The Scientific Research Schedule for NASA's Return to the Moon. (September 20, 2006)

    ScienceNow reports on the recommendations the National Research Council (NRC) of the US National Academies makes as to what science NASA should do as it returns humans to the moon.

 

  Credit: NASA and ScienceNow

In essence "it's the same science that the scientific community has been pushing for years--an ambitious effort to understand the origins and evolution of rocky bodies like the moon, and Earth."

 

According to the report NASA's first priority should be new funding for lunar science data analysis.
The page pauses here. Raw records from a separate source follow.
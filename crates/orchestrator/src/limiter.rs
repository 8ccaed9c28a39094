//! Request gating: sliding windows and tier-based monthly quotas.
//!
//! Both gates run before any provider call. The sliding windows are
//! in-process and per user+endpoint; the monthly quota is counted from
//! successful usage ledger rows inside the current UTC calendar month.
//! Counts tolerate bounded staleness, so no locks guard the ledger reads.

use std::collections::HashMap;
use std::collections::VecDeque;
use std::sync::Mutex;
use std::time::{Duration, Instant};

use ai_core::AiTask;
use chrono::{DateTime, Datelike, Months, TimeZone, Utc};
use database::{usage, user, Database, SubscriptionTier};
use tracing::debug;
use uuid::Uuid;

use crate::error::OrchestratorError;

/// Sentinel for "no monthly cap".
pub const UNLIMITED: i64 = -1;

/// Concurrent per-endpoint caps, enforced short-circuit in order.
const WINDOW_CAPS: [(u32, Duration); 3] = [
    (3, Duration::from_secs(1)),
    (20, Duration::from_secs(10)),
    (100, Duration::from_secs(60)),
];

/// Monthly quota numbers per tier.
#[derive(Debug, Clone)]
pub struct QuotaConfig {
    pub free_identification: i64,
    pub free_health_assessment: i64,
    pub free_chat: i64,
}

impl Default for QuotaConfig {
    fn default() -> Self {
        Self {
            free_identification: 5,
            free_health_assessment: 2,
            free_chat: 10,
        }
    }
}

impl QuotaConfig {
    /// Create configuration from environment variables.
    ///
    /// Optional environment variables:
    /// - `VERDANT_FREE_IDENTIFY_QUOTA` - free-tier identifications/month (default: 5)
    /// - `VERDANT_FREE_HEALTH_QUOTA` - free-tier assessments/month (default: 2)
    /// - `VERDANT_FREE_CHAT_QUOTA` - free-tier chats/month (default: 10)
    pub fn from_env() -> Self {
        let defaults = Self::default();
        let read = |key: &str, fallback: i64| {
            std::env::var(key)
                .ok()
                .and_then(|v| v.parse().ok())
                .unwrap_or(fallback)
        };
        Self {
            free_identification: read("VERDANT_FREE_IDENTIFY_QUOTA", defaults.free_identification),
            free_health_assessment: read("VERDANT_FREE_HEALTH_QUOTA", defaults.free_health_assessment),
            free_chat: read("VERDANT_FREE_CHAT_QUOTA", defaults.free_chat),
        }
    }

    /// The cap for a feature under a tier. Premium is uncapped, as is
    /// embedding (an internal task with no user-facing quota).
    pub fn limit_for(&self, tier: SubscriptionTier, task: AiTask) -> i64 {
        if tier == SubscriptionTier::Premium {
            return UNLIMITED;
        }
        match task.quota_feature() {
            "identification" => self.free_identification,
            "health_assessment" => self.free_health_assessment,
            "chat" => self.free_chat,
            _ => UNLIMITED,
        }
    }
}

/// In-process sliding-window tracker.
pub struct SlidingWindows {
    events: Mutex<HashMap<(Uuid, &'static str), VecDeque<Instant>>>,
}

impl Default for SlidingWindows {
    fn default() -> Self {
        Self::new()
    }
}

impl SlidingWindows {
    pub fn new() -> Self {
        Self {
            events: Mutex::new(HashMap::new()),
        }
    }

    /// Record a hit and check every window, short-circuiting on the first
    /// violation. Returns the suggested retry delay on rejection.
    pub fn check(&self, user_id: Uuid, endpoint: &'static str) -> Result<(), Duration> {
        self.check_at(user_id, endpoint, Instant::now())
    }

    fn check_at(
        &self,
        user_id: Uuid,
        endpoint: &'static str,
        now: Instant,
    ) -> Result<(), Duration> {
        let mut events = self.events.lock().unwrap();
        let queue = events.entry((user_id, endpoint)).or_default();

        let longest = WINDOW_CAPS
            .iter()
            .map(|(_, window)| *window)
            .max()
            .unwrap_or_default();
        while let Some(front) = queue.front() {
            if now.duration_since(*front) > longest {
                queue.pop_front();
            } else {
                break;
            }
        }

        for (cap, window) in WINDOW_CAPS {
            let in_window = queue
                .iter()
                .rev()
                .take_while(|t| now.duration_since(**t) <= window)
                .count();
            if in_window as u32 >= cap {
                // The oldest hit inside this window dictates when a slot
                // frees up.
                let oldest_in_window = queue
                    .iter()
                    .find(|t| now.duration_since(**t) <= window)
                    .copied()
                    .unwrap_or(now);
                let retry_after = window.saturating_sub(now.duration_since(oldest_in_window));
                return Err(retry_after.max(Duration::from_secs(1)));
            }
        }

        queue.push_back(now);
        Ok(())
    }
}

/// The UTC calendar month containing `now`: `[start, end)`.
pub fn month_window(now: DateTime<Utc>) -> (DateTime<Utc>, DateTime<Utc>) {
    let start_date = now.date_naive().with_day(1).expect("day 1 always exists");
    let start = Utc
        .from_utc_datetime(&start_date.and_hms_opt(0, 0, 0).expect("midnight always exists"));
    let end = start
        .checked_add_months(Months::new(1))
        .expect("next month exists");
    (start, end)
}

/// Ledger-backed quota labels for a task's feature bucket.
fn feature_actions(task: AiTask) -> Vec<String> {
    match task.quota_feature() {
        "chat" => vec![
            AiTask::ChatSimple.as_str().to_string(),
            AiTask::ChatComplex.as_str().to_string(),
        ],
        feature => vec![feature.to_string()],
    }
}

/// Both request gates, checked in order: window first, quota second.
pub struct RateLimiter {
    windows: SlidingWindows,
    quotas: QuotaConfig,
    db: Database,
}

impl RateLimiter {
    pub fn new(db: Database, quotas: QuotaConfig) -> Self {
        Self {
            windows: SlidingWindows::new(),
            quotas,
            db,
        }
    }

    /// Sliding-window gate for an endpoint.
    pub fn check_window(
        &self,
        user_id: Uuid,
        endpoint: &'static str,
    ) -> Result<(), OrchestratorError> {
        self.windows.check(user_id, endpoint).map_err(|retry_after| {
            debug!(%user_id, endpoint, "sliding window rejected request");
            OrchestratorError::RateLimited {
                retry_after_secs: retry_after.as_secs().max(1),
            }
        })
    }

    /// Monthly quota gate for a task. Premium tier skips the ledger read
    /// entirely.
    pub async fn check_quota(&self, user_id: Uuid, task: AiTask) -> Result<(), OrchestratorError> {
        let tier = user::get_tier(self.db.pool(), user_id)
            .await
            .map_err(|e| OrchestratorError::from_lookup(e, "User"))?;

        let limit = self.quotas.limit_for(tier, task);
        if limit == UNLIMITED {
            return Ok(());
        }

        let (start, end) = month_window(Utc::now());
        let used = usage::success_count_in_window(
            self.db.pool(),
            user_id,
            &feature_actions(task),
            start,
            end,
        )
        .await?;

        if used >= limit {
            let feature = match task.quota_feature() {
                "identification" => "identification",
                "health_assessment" => "health_assessment",
                _ => "chat",
            };
            return Err(OrchestratorError::QuotaExceeded {
                feature,
                used,
                limit,
                resets_at: end,
            });
        }

        Ok(())
    }
}

#[cfg(test)]
mod tests {
    use super::*;
    use chrono::NaiveDate;

    #[test]
    fn test_burst_cap_three_per_second() {
        let windows = SlidingWindows::new();
        let user = Uuid::new_v4();
        let now = Instant::now();

        for _ in 0..3 {
            assert!(windows.check_at(user, "/api/v1/chat", now).is_ok());
        }
        assert!(windows.check_at(user, "/api/v1/chat", now).is_err());
    }

    #[test]
    fn test_window_slides() {
        let windows = SlidingWindows::new();
        let user = Uuid::new_v4();
        let start = Instant::now();

        for _ in 0..3 {
            assert!(windows.check_at(user, "/api/v1/chat", start).is_ok());
        }
        // Two seconds later the per-second window has slid past.
        let later = start + Duration::from_secs(2);
        assert!(windows.check_at(user, "/api/v1/chat", later).is_ok());
    }

    #[test]
    fn test_ten_second_window() {
        let windows = SlidingWindows::new();
        let user = Uuid::new_v4();
        let start = Instant::now();

        // 20 hits spread under the 3/sec cap but up against 20/10s.
        for i in 0..20 {
            let at = start + Duration::from_millis(400 * i);
            assert!(windows.check_at(user, "/api/v1/identify", at).is_ok(), "hit {}", i);
        }
        let at = start + Duration::from_millis(400 * 20);
        assert!(windows.check_at(user, "/api/v1/identify", at).is_err());
    }

    #[test]
    fn test_windows_are_per_user() {
        let windows = SlidingWindows::new();
        let now = Instant::now();
        let first = Uuid::new_v4();
        let second = Uuid::new_v4();

        for _ in 0..3 {
            assert!(windows.check_at(first, "/api/v1/chat", now).is_ok());
        }
        assert!(windows.check_at(second, "/api/v1/chat", now).is_ok());
    }

    #[test]
    fn test_month_window_boundaries() {
        let mid_january = Utc.from_utc_datetime(
            &NaiveDate::from_ymd_opt(2025, 1, 17)
                .unwrap()
                .and_hms_opt(13, 45, 0)
                .unwrap(),
        );
        let (start, end) = month_window(mid_january);

        assert_eq!(start.to_rfc3339(), "2025-01-01T00:00:00+00:00");
        assert_eq!(end.to_rfc3339(), "2025-02-01T00:00:00+00:00");
    }

    #[test]
    fn test_month_window_december_rolls_over() {
        let december = Utc.from_utc_datetime(
            &NaiveDate::from_ymd_opt(2024, 12, 31)
                .unwrap()
                .and_hms_opt(23, 59, 59)
                .unwrap(),
        );
        let (_, end) = month_window(december);
        assert_eq!(end.year(), 2025);
        assert_eq!(end.month(), 1);
    }

    #[test]
    fn test_quota_limits_by_tier() {
        let quotas = QuotaConfig::default();
        assert_eq!(
            quotas.limit_for(SubscriptionTier::Free, AiTask::Identification),
            5
        );
        assert_eq!(
            quotas.limit_for(SubscriptionTier::Free, AiTask::HealthAssessment),
            2
        );
        assert_eq!(quotas.limit_for(SubscriptionTier::Free, AiTask::ChatSimple), 10);
        assert_eq!(quotas.limit_for(SubscriptionTier::Free, AiTask::ChatComplex), 10);
        assert_eq!(
            quotas.limit_for(SubscriptionTier::Premium, AiTask::Identification),
            UNLIMITED
        );
        assert_eq!(quotas.limit_for(SubscriptionTier::Free, AiTask::Embedding), UNLIMITED);
    }

    #[test]
    fn test_chat_feature_spans_both_tiers() {
        assert_eq!(
            feature_actions(AiTask::ChatSimple),
            vec!["chat_simple".to_string(), "chat_complex".to_string()]
        );
        assert_eq!(
            feature_actions(AiTask::Identification),
            vec!["identification".to_string()]
        );
    }
}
Large data aquision will derive from such initiatives as the 2008 Lunar Reconnaissance Orbiter (LRO) mission and missions to precede LRO by India, China, and Japan. Next exploration of the South Pole-Aitken basin, a huge impact scar mostly on the back side of the moon, "then comes a global instrument network for probing the interior, followed by rock sample returns, the scientifically-informed selection of human landing sites, and analysis of any icy polar deposits. The search for water ice in the deep-chill of permanent shadows--a possible source of rocket fuel for trips back home or on to Mars--is a prime focus of LRO."

 

And what may be seen as a serve to US President George W Bush's directive for maned exploration, "The science hasn't changed," says committee member Carlé Pieters of Brown University in Providence, Rhode Island. The objectives remain the same as when robots were going to do all the exploration but lost out to human exploration. Now NASA has to consider just how much more science can piggyback on the return to the moon than it managed in the days of Apollo."